Modern power grid is one of the largest cyber-physical infrastructure seen in our daily life. Wide-Area Monitoring, Protection and Control System (WAMPCS) ensures that the power grid operates in a stable condition by allowing real-time remote control and measurement over the power grid. Apart from this, WAMPCS, because of the extensive use of IT infrastructure exposes the system to potential cyber attacks. In this thesis, impacts of some of these attacks; time delay attack (TDA), false data injection attack (FDA) on the frequency and voltage control loops are analyzed. To analyze the effects on frequency control loop an identical 2 area tie-line system is considered. The characteristic equation of the system under TDA is used, to determine the optimum value of delay that brings the system to marginal stability. Similarly, the range of FDA proportional constant (?), that keeps the system in stable condition is determined using the characteristic equation of the system under FDA. Likewise, the effects on voltage are studied on an IEEE excitation loop which comprises the basic components for terminal voltage control in a generator excitation system. An analysis similar to the frequency control loop is made and the characteristic equations for the system under the two attacks are developed.
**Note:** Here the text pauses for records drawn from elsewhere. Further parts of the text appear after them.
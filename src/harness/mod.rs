//! Fixture suite for the signature classifier
//!
//! Byte-exact payloads with known-good expectations, a runner that checks
//! the classifier against them, and report formatting for console and JSON
//! output. For the malicious and irrelevant payloads, a rejection from the
//! classifier is the passing outcome.

pub mod fixtures;
pub mod report;

// Re-export for convenience
pub use fixtures::{builtin_fixtures, webshell_payload, Expectation, Fixture};
pub use report::{
    run_suite, OutputFormat, ReportFormatter, ScenarioOutcome, SuiteReport,
};
//! Built-in validation fixtures
//!
//! The fixed test-vector table: three whitelisted image headers that must
//! classify, and four payloads that must never pass content validation. The
//! payloads carry realistic trailing content so tests exercise more than the
//! bare signatures.

use crate::detection::ImageKind;

/// Expected classifier behaviour for a fixture
#[derive(Debug, Clone, Copy, PartialEq, Eq)]
pub enum Expectation {
    /// The payload must classify as this image kind
    Accept(ImageKind),
    /// The payload must be rejected
    Reject,
}

/// A named test payload with its expected outcome
#[derive(Debug, Clone)]
pub struct Fixture {
    /// Short identifier used in report lines
    pub name: &'static str,
    /// What the payload simulates
    pub description: &'static str,
    pub payload: Vec<u8>,
    pub expectation: Expectation,
}

fn with_padding(head: &[u8], padding: usize) -> Vec<u8> {
    let mut payload = head.to_vec();
    payload.extend(std::iter::repeat(0x00).take(padding));
    payload
}

/// The fixed fixture table
pub fn builtin_fixtures() -> Vec<Fixture> {
    vec![
        Fixture {
            name: "jpeg",
            description: "JFIF header",
            payload: with_padding(
                b"\xFF\xD8\xFF\xE0\x00\x10JFIF\x00\x01\x01\x00\x00\x01\x00\x01\x00\x00",
                100,
            ),
            expectation: Expectation::Accept(ImageKind::Jpeg),
        },
        Fixture {
            name: "png",
            description: "PNG signature with IHDR chunk start",
            payload: with_padding(
                b"\x89\x50\x4E\x47\x0D\x0A\x1A\x0A\x00\x00\x00\x0DIHDR\x00\x00\x00\x01",
                100,
            ),
            expectation: Expectation::Accept(ImageKind::Png),
        },
        Fixture {
            name: "webp",
            description: "RIFF container with WEBP form type and VP8 chunk",
            payload: with_padding(b"RIFF\x00\x00\x00\x00WEBPVP8 ", 100),
            expectation: Expectation::Accept(ImageKind::Webp),
        },
        Fixture {
            name: "php",
            description: "PHP webshell one-liner",
            payload: b"<?php system($_GET[\"cmd\"]); ?>".to_vec(),
            expectation: Expectation::Reject,
        },
        Fixture {
            name: "shell",
            description: "shell script with destructive command",
            payload: b"#!/bin/bash\nrm -rf /".to_vec(),
            expectation: Expectation::Reject,
        },
        Fixture {
            name: "text",
            description: "plain ASCII text",
            payload: b"This is just text".to_vec(),
            expectation: Expectation::Reject,
        },
        Fixture {
            name: "gif",
            description: "GIF89a header, deliberately not whitelisted",
            payload: with_padding(b"GIF89a", 100),
            expectation: Expectation::Reject,
        },
    ]
}

/// Webshell payload for the simulated `shell.php` upload scenario
pub fn webshell_payload() -> Vec<u8> {
    b"<?php\nif(isset($_GET[\"cmd\"])) {\n    system($_GET[\"cmd\"]);\n}\n?>".to_vec()
}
Optimum values for the time delay and the range of FDA proportional constant (?) for the system stability are obtained. Results have shown that the system does not go into instability if the attack parameters values lie in the determined range. Any value other than that moves the system towards instability. Also, it is observed that in either control loops a combined attack is more powerful than when an attack is launched individually. Considering the effect of power market on system performance, mitigation strategies for the attacks can be integral parts of future work to improve protection for the power system.